A fundamental principle of kinematics is that the geometric area under a velocity-time graph always equals the displacement of the moving body. This identity holds true regardless of the nature of the velocity, applying equally to constant or dynamically varying motion:

$$x(t) – x_0 = \int_{0}^{t} v(t’) \, dt’$$

For the specific case of constant acceleration, this integral simplifies beautifully to the product of the average velocity and time:

$$x(t) – x(0) = \frac{v_0+v(t)}{2}\times t = v_{\text{avg}} \times t$$

Special Case: Constant Velocity

When an object moves with a constant velocity, its position-time ($x$-$t$) graph forms a perfectly straight line. In this unique scenario, the tangent at any point and the chord between any two points are identical, meaning $v(t) = v_{\text{avg}} = \text{constant}$.

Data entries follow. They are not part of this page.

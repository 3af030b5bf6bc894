use canvas_search_core::{CanvasSnapshot, MatchResult, Position};

use crate::search::extract::{extract_display_text, ExtractedText};
use crate::util::text::find_ignore_case;

/// Scans every node in the snapshot for a case-insensitive literal substring
/// match of `query` against `title + " " + content`.
///
/// Results come back in snapshot iteration order; an empty query matches
/// nothing. The scan is linear over the full node set on every call, which is
/// the intended ceiling for canvases of up to a few hundred nodes.
pub fn search(snapshot: &CanvasSnapshot, query: &str) -> Vec<MatchResult> {
    if query.is_empty() {
        return Vec::new();
    }
    let needle = query.to_lowercase();

    let mut results = Vec::new();
    for (id, node) in snapshot.iter() {
        let ExtractedText { title, content } = extract_display_text(node);
        let haystack = format!("{title} {content}").to_lowercase();
        if haystack.contains(&needle) {
            results.push(MatchResult {
                id: id.clone(),
                title,
                text: content,
                node: node.clone(),
                position: Position { x: node.x, y: node.y },
            });
        }
    }
    results
}

pub const HIGHLIGHT_OPEN: &str = "<mark>";
pub const HIGHLIGHT_CLOSE: &str = "</mark>";

/// Wraps every case-insensitive occurrence of the literal `query` in
/// highlight markers. The query is never interpreted as a pattern, and text
/// outside the inserted markers is returned byte for byte.
pub fn highlight(text: &str, query: &str) -> String {
    if query.is_empty() {
        return text.to_string();
    }

    let mut out = String::with_capacity(text.len());
    let mut cursor = 0;
    while let Some((start, end)) = find_ignore_case(text, query, cursor) {
        out.push_str(&text[cursor..start]);
        out.push_str(HIGHLIGHT_OPEN);
        out.push_str(&text[start..end]);
        out.push_str(HIGHLIGHT_CLOSE);
        cursor = end;
    }
    out.push_str(&text[cursor..]);
    out
}
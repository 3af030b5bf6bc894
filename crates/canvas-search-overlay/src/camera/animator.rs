use std::time::{Duration, Instant};

use canvas_search_core::{CameraPose, CanvasSnapshot, MatchResult, NodeId};
use smallvec::smallvec;

use crate::camera::ease::CubicBezier;
use crate::host::ViewportHandle;

/// The camera lands at node position + viewport/10 on each axis.
const FOCUS_OFFSET_DIVISOR: f64 = 10.0;

pub const DEFAULT_FOCUS_DURATION: Duration = Duration::from_millis(600);
pub const DEFAULT_FOCUS_ZOOM: f64 = 0.5;

#[derive(Debug, Clone)]
struct FocusAnimation {
    node: NodeId,
    start: CameraPose,
    target: CameraPose,
    started_at: Instant,
}

/// Eased camera transition onto a focused node.
///
/// At most one animation is in flight: a new `focus` replaces the previous
/// one, which never writes the camera again. The host's frame loop drives the
/// interpolation by calling `tick` once per scheduled frame for as long as
/// `tick` returns true.
#[derive(Debug)]
pub struct ViewportAnimator {
    duration: Duration,
    focus_zoom: f64,
    ease: CubicBezier,
    active: Option<FocusAnimation>,
    generation: u64,
}

impl Default for ViewportAnimator {
    fn default() -> Self {
        Self::new(
            DEFAULT_FOCUS_DURATION,
            DEFAULT_FOCUS_ZOOM,
            CubicBezier::focus_default(),
        )
    }
}

impl ViewportAnimator {
    pub fn new(duration: Duration, focus_zoom: f64, ease: CubicBezier) -> Self {
        Self {
            duration,
            focus_zoom,
            ease,
            active: None,
            generation: 0,
        }
    }

    /// Starts an eased transition onto the result's node, reading the node's
    /// current position from the snapshot (a remembered result may be stale).
    ///
    /// Returns false without touching the camera when the node is gone from
    /// the snapshot. Supersedes any animation already in flight.
    pub fn focus(
        &mut self,
        result: &MatchResult,
        snapshot: &CanvasSnapshot,
        host: &mut dyn ViewportHandle,
    ) -> bool {
        self.focus_at(result, snapshot, host, Instant::now())
    }

    pub fn focus_at(
        &mut self,
        result: &MatchResult,
        snapshot: &CanvasSnapshot,
        host: &mut dyn ViewportHandle,
        now: Instant,
    ) -> bool {
        let Some(node) = snapshot.get(&result.id) else {
            tracing::debug!(id = %result.id.0, "focus target missing from snapshot, skipping");
            return false;
        };

        let viewport = host.viewport_size();
        let target = CameraPose {
            x: node.x + viewport.width / FOCUS_OFFSET_DIVISOR,
            y: node.y + viewport.height / FOCUS_OFFSET_DIVISOR,
            zoom: self.focus_zoom,
        };

        self.generation = self.generation.wrapping_add(1);
        self.active = Some(FocusAnimation {
            node: result.id.clone(),
            start: host.pose(),
            target,
            started_at: now,
        });
        host.request_frame();
        true
    }

    /// Advances the active animation to `now`, writing the interpolated pose,
    /// the selection and a redraw request into the host. Returns whether
    /// another frame should be scheduled.
    pub fn tick(&mut self, now: Instant, host: &mut dyn ViewportHandle) -> bool {
        let Some(anim) = self.active.as_ref() else {
            return false;
        };

        let elapsed = now.saturating_duration_since(anim.started_at);
        let progress = if self.duration.is_zero() {
            1.0
        } else {
            (elapsed.as_secs_f64() / self.duration.as_secs_f64()).clamp(0.0, 1.0)
        };
        let eased = self.ease.eval(progress);

        // the terminal frame lands exactly on the target
        let pose = if progress >= 1.0 {
            anim.target
        } else {
            CameraPose {
                x: lerp(anim.start.x, anim.target.x, eased),
                y: lerp(anim.start.y, anim.target.y, eased),
                zoom: lerp(anim.start.zoom, anim.target.zoom, eased),
            }
        };
        host.propose_pose(pose);
        host.set_selection(smallvec![anim.node.clone()]);
        host.request_frame();

        if progress >= 1.0 {
            self.active = None;
            false
        } else {
            true
        }
    }

    pub fn is_animating(&self) -> bool {
        self.active.is_some()
    }

    /// Bumped on every `focus`; an externally scheduled frame callback can
    /// compare generations to detect that it has been superseded.
    pub fn generation(&self) -> u64 {
        self.generation
    }
}

fn lerp(from: f64, to: f64, blend: f64) -> f64 {
    from + (to - from) * blend
}
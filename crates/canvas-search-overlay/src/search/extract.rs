use canvas_search_core::{FileRef, NodeRecord};

/// Normalized display text derived from one node. Recomputed on every search
/// pass, never cached per node.
#[derive(Debug, Clone, Default, PartialEq, Eq)]
pub struct ExtractedText {
    pub title: String,
    pub content: String,
}

const TITLE_OPEN: &str = "**[[";
const TITLE_CLOSE: &str = "]]**";

/// Derives the title and normalized content for a node.
///
/// A bold-wrapped link marker `**[[name]]**` inside the primary text becomes
/// the title and is removed from the content. With no marker, the title falls
/// back through file reference, url and explicit title, first non-empty wins.
/// Nodes with no usable text source come back with both fields empty; no node
/// shape makes this fail.
pub fn extract_display_text(node: &NodeRecord) -> ExtractedText {
    let (mut title, content) = match node.text.as_deref() {
        Some(text) => match split_title_marker(text) {
            Some((title, rest)) => (title, normalize_content(&rest)),
            None => (String::new(), normalize_content(text)),
        },
        None => (String::new(), String::new()),
    };

    if title.is_empty() {
        if let Some(fallback) = fallback_title(node) {
            title = fallback;
        }
    }

    ExtractedText { title, content }
}

/// Splits the first single-line `**[[name]]**` marker out of a text body,
/// returning the inner name and the text with that occurrence removed.
fn split_title_marker(text: &str) -> Option<(String, String)> {
    let mut from = 0;
    while let Some(rel) = text[from..].find(TITLE_OPEN) {
        let start = from + rel;
        let body = &text[start + TITLE_OPEN.len()..];
        if let Some(end) = body.find(TITLE_CLOSE) {
            let title = &body[..end];
            if !title.contains('\n') {
                let mut content = String::with_capacity(text.len());
                content.push_str(&text[..start]);
                content.push_str(&body[end + TITLE_CLOSE.len()..]);
                return Some((title.to_string(), content));
            }
        }
        from = start + TITLE_OPEN.len();
    }
    None
}

fn normalize_content(text: &str) -> String {
    let stripped = text.replace("**", "");
    let unwrapped = unwrap_links(&stripped);
    collapse_blank_runs(&unwrapped).trim().to_string()
}

/// `[[name]]` -> `name`, single-line occurrences only.
fn unwrap_links(text: &str) -> String {
    let mut out = String::with_capacity(text.len());
    let mut rest = text;
    while let Some(start) = rest.find("[[") {
        let Some(end) = rest[start + 2..].find("]]") else {
            break;
        };
        let inner = &rest[start + 2..start + 2 + end];
        if inner.contains('\n') {
            out.push_str(&rest[..start + 2]);
            rest = &rest[start + 2..];
            continue;
        }
        out.push_str(&rest[..start]);
        out.push_str(inner);
        rest = &rest[start + 2 + end + 2..];
    }
    out.push_str(rest);
    out
}

/// Runs of 3+ newlines collapse to exactly 2; shorter runs stay as they are.
fn collapse_blank_runs(text: &str) -> String {
    let mut out = String::with_capacity(text.len());
    let mut run = 0usize;
    for ch in text.chars() {
        if ch == '\n' {
            run += 1;
        } else {
            push_newlines(&mut out, run);
            run = 0;
            out.push(ch);
        }
    }
    push_newlines(&mut out, run);
    out
}

fn push_newlines(out: &mut String, run: usize) {
    for _ in 0..run.min(2) {
        out.push('\n');
    }
}

/// Title sources in resolution priority order, tried when the text body
/// carries no marker.
enum TitleSource<'a> {
    File(&'a FileRef),
    Url(&'a str),
    Explicit(&'a str),
}

fn fallback_title(node: &NodeRecord) -> Option<String> {
    let sources = [
        node.file.as_ref().map(TitleSource::File),
        node.url.as_deref().map(TitleSource::Url),
        node.title.as_deref().map(TitleSource::Explicit),
    ];
    sources.into_iter().flatten().find_map(|source| {
        let name = match source {
            TitleSource::File(file) => file.display_name()?,
            TitleSource::Url(url) => url,
            TitleSource::Explicit(title) => title,
        };
        (!name.is_empty()).then(|| name.to_string())
    })
}
use anyhow::{Context, Result};
use futures::stream::{self, StreamExt};
use std::sync::Arc;

use crate::logs::{render_preview, LogCategory, LogWriter};
use crate::models::*;
use crate::transport::{find_rejection, DeviceTransport};

/// A snapshot is only usable for rollback if it holds configuration
fn check_snapshot(snapshot: &str) -> Result<()> {
    if snapshot.trim().is_empty() {
        anyhow::bail!("device returned an empty configuration");
    }
    if let Some(message) = find_rejection(snapshot) {
        anyhow::bail!("device refused the snapshot command: {}", message);
    }
    Ok(())
}

/// PushService runs the snapshot → apply → record workflow across a device set
pub struct PushService {
    transport: Arc<dyn DeviceTransport>,
    logs: LogWriter,
    options: PushOptions,
}

impl PushService {
    pub fn new(transport: Arc<dyn DeviceTransport>, logs: LogWriter, options: PushOptions) -> Self {
        Self {
            transport,
            logs,
            options,
        }
    }

    pub fn options(&self) -> PushOptions {
        self.options
    }

    pub fn logs(&self) -> &LogWriter {
        &self.logs
    }

    /// Push `batch` to every device with at most `concurrency` devices in
    /// flight. One device failing never stops the others. Results come
    /// back in device-set order.
    pub async fn run(&self, devices: &DeviceSet, batch: &ConfigBatch, timestamp: &str) -> Vec<PushResult> {
        let limit = self.options.concurrency.max(1);
        tracing::info!(
            "Pushing {} lines to {} devices ({}, concurrency={})",
            batch.len(),
            devices.len(),
            self.options.mode.as_str(),
            limit
        );

        let mut results: Vec<(usize, PushResult)> = stream::iter(devices.iter().enumerate())
            .map(|(i, device)| async move { (i, self.push_device(device, batch, timestamp).await) })
            .buffer_unordered(limit)
            .collect()
            .await;

        results.sort_by_key(|(i, _)| *i);
        results.into_iter().map(|(_, r)| r).collect()
    }

    /// Run the workflow for a single device
    pub async fn push_device(&self, device: &Device, batch: &ConfigBatch, timestamp: &str) -> PushResult {
        let mut result = PushResult::new(&device.name, self.options.mode);

        let outcome = match self.options.mode {
            PushMode::DryRun => self.preview(device, batch, timestamp, &mut result).await,
            PushMode::Live => self.live(device, batch, timestamp, &mut result).await,
        };

        if let Err(e) = outcome {
            tracing::warn!("Push failed for {} ({}): {:#}", device.name, device.address, e);
            result.error = Some(format!("{:#}", e));
        }
        result
    }

    async fn preview(
        &self,
        device: &Device,
        batch: &ConfigBatch,
        timestamp: &str,
        result: &mut PushResult,
    ) -> Result<()> {
        let content = render_preview(&device.name, batch.lines());
        let path = self
            .logs
            .write(&device.name, LogCategory::Preview, timestamp, &content)
            .await
            .context("Failed to save config preview")?;

        tracing::info!("(DRY-RUN) Saved config preview to {}", path.display());
        result.log_files.push(path);
        Ok(())
    }

    async fn live(
        &self,
        device: &Device,
        batch: &ConfigBatch,
        timestamp: &str,
        result: &mut PushResult,
    ) -> Result<()> {
        if self.options.rollback == RollbackMode::WithRollback {
            // Nothing is applied unless the snapshot is on disk first
            let snapshot = self
                .transport
                .fetch_config(device)
                .await
                .context("Snapshot failed")?;
            check_snapshot(&snapshot).context("Snapshot failed")?;
            result.phase_reached = Phase::Snapshot;
            let snapshot = result.snapshot_content.insert(snapshot);

            let path = self
                .logs
                .write(&device.name, LogCategory::Rollback, timestamp, snapshot)
                .await
                .context("Failed to save rollback snapshot")?;
            tracing::info!("Saved rollback snapshot for {} to {}", device.name, path.display());
            result.log_files.push(path);
        }

        match self.transport.apply_config(device, batch).await {
            Ok(output) => {
                result.phase_reached = Phase::Applied;
                let output = result.applied_output.insert(output);

                let path = self
                    .logs
                    .write(&device.name, LogCategory::Config, timestamp, output)
                    .await
                    .context("Config applied but output could not be saved")?;
                tracing::info!("Applied {} lines to {}, output saved to {}", batch.len(), device.name, path.display());
                result.log_files.push(path);
                Ok(())
            }
            Err(e) => {
                if let Some(partial) = e.partial_output() {
                    result.applied_output = Some(partial.to_string());
                    match self
                        .logs
                        .write(&device.name, LogCategory::Config, timestamp, partial)
                        .await
                    {
                        Ok(path) => result.log_files.push(path),
                        Err(write_err) => {
                            tracing::warn!("Could not save partial output for {}: {:#}", device.name, write_err);
                        }
                    }
                }
                Err(anyhow::Error::new(e).context("Apply failed"))
            }
        }
    }
}
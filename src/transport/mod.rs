#[cfg(test)]
pub(crate) mod mock;
mod ssh;

pub use ssh::{SshSettings, SshTransport};

use async_trait::async_trait;
use thiserror::Error;

use crate::models::{ConfigBatch, Device};

/// Errors raised while talking to a device
#[derive(Debug, Clone, PartialEq, Eq, Error)]
pub enum TransportError {
    #[error("no SSH credentials available for {0}")]
    MissingCredentials(String),
    #[error("connection failed: {0}")]
    Connect(String),
    #[error("SSH authentication failed: {0}")]
    Auth(String),
    #[error("channel error: {0}")]
    Channel(String),
    #[error("device rejected command: {message}")]
    Rejected { message: String, output: String },
    #[error("task join error: {0}")]
    Join(String),
}

impl TransportError {
    /// Output the device produced before the failure, if any
    pub fn partial_output(&self) -> Option<&str> {
        match self {
            TransportError::Rejected { output, .. } if !output.is_empty() => Some(output),
            _ => None,
        }
    }
}

/// Words a device prints after `%` when it refuses a command
const REJECTION_MARKERS: &[&str] = &["Invalid", "Incomplete", "Ambiguous", "Unknown"];

/// First output line that looks like a device refusing a command.
/// Only `%` lines count: echoed config text never starts with one.
pub fn find_rejection(output: &str) -> Option<String> {
    output
        .lines()
        .map(str::trim)
        .filter(|line| line.starts_with('%'))
        .find(|line| REJECTION_MARKERS.iter().any(|m| line.contains(m)))
        .map(str::to_string)
}

/// DeviceTransport is the seam between the push workflow and the network
#[async_trait]
pub trait DeviceTransport: Send + Sync {
    /// Read-only query returning the device's current configuration verbatim
    async fn fetch_config(&self, device: &Device) -> Result<String, TransportError>;

    /// Send the batch in order and return the cumulative device output
    async fn apply_config(&self, device: &Device, batch: &ConfigBatch) -> Result<String, TransportError>;
}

Figure 3 - Linear Position-Time Graph showing constant slope

If we map this constant velocity onto a $v$-$t$ plot, it forms a flat, horizontal line. The slope of this graph is zero ($a = 0$), and the accumulated rectangular area underneath it directly represents the total displacement: $\text{Area} = v \times \Delta t = \Delta x$. This geometric area corresponds precisely to the vertical “rise” ($\Delta x$) observed on the position-time graph.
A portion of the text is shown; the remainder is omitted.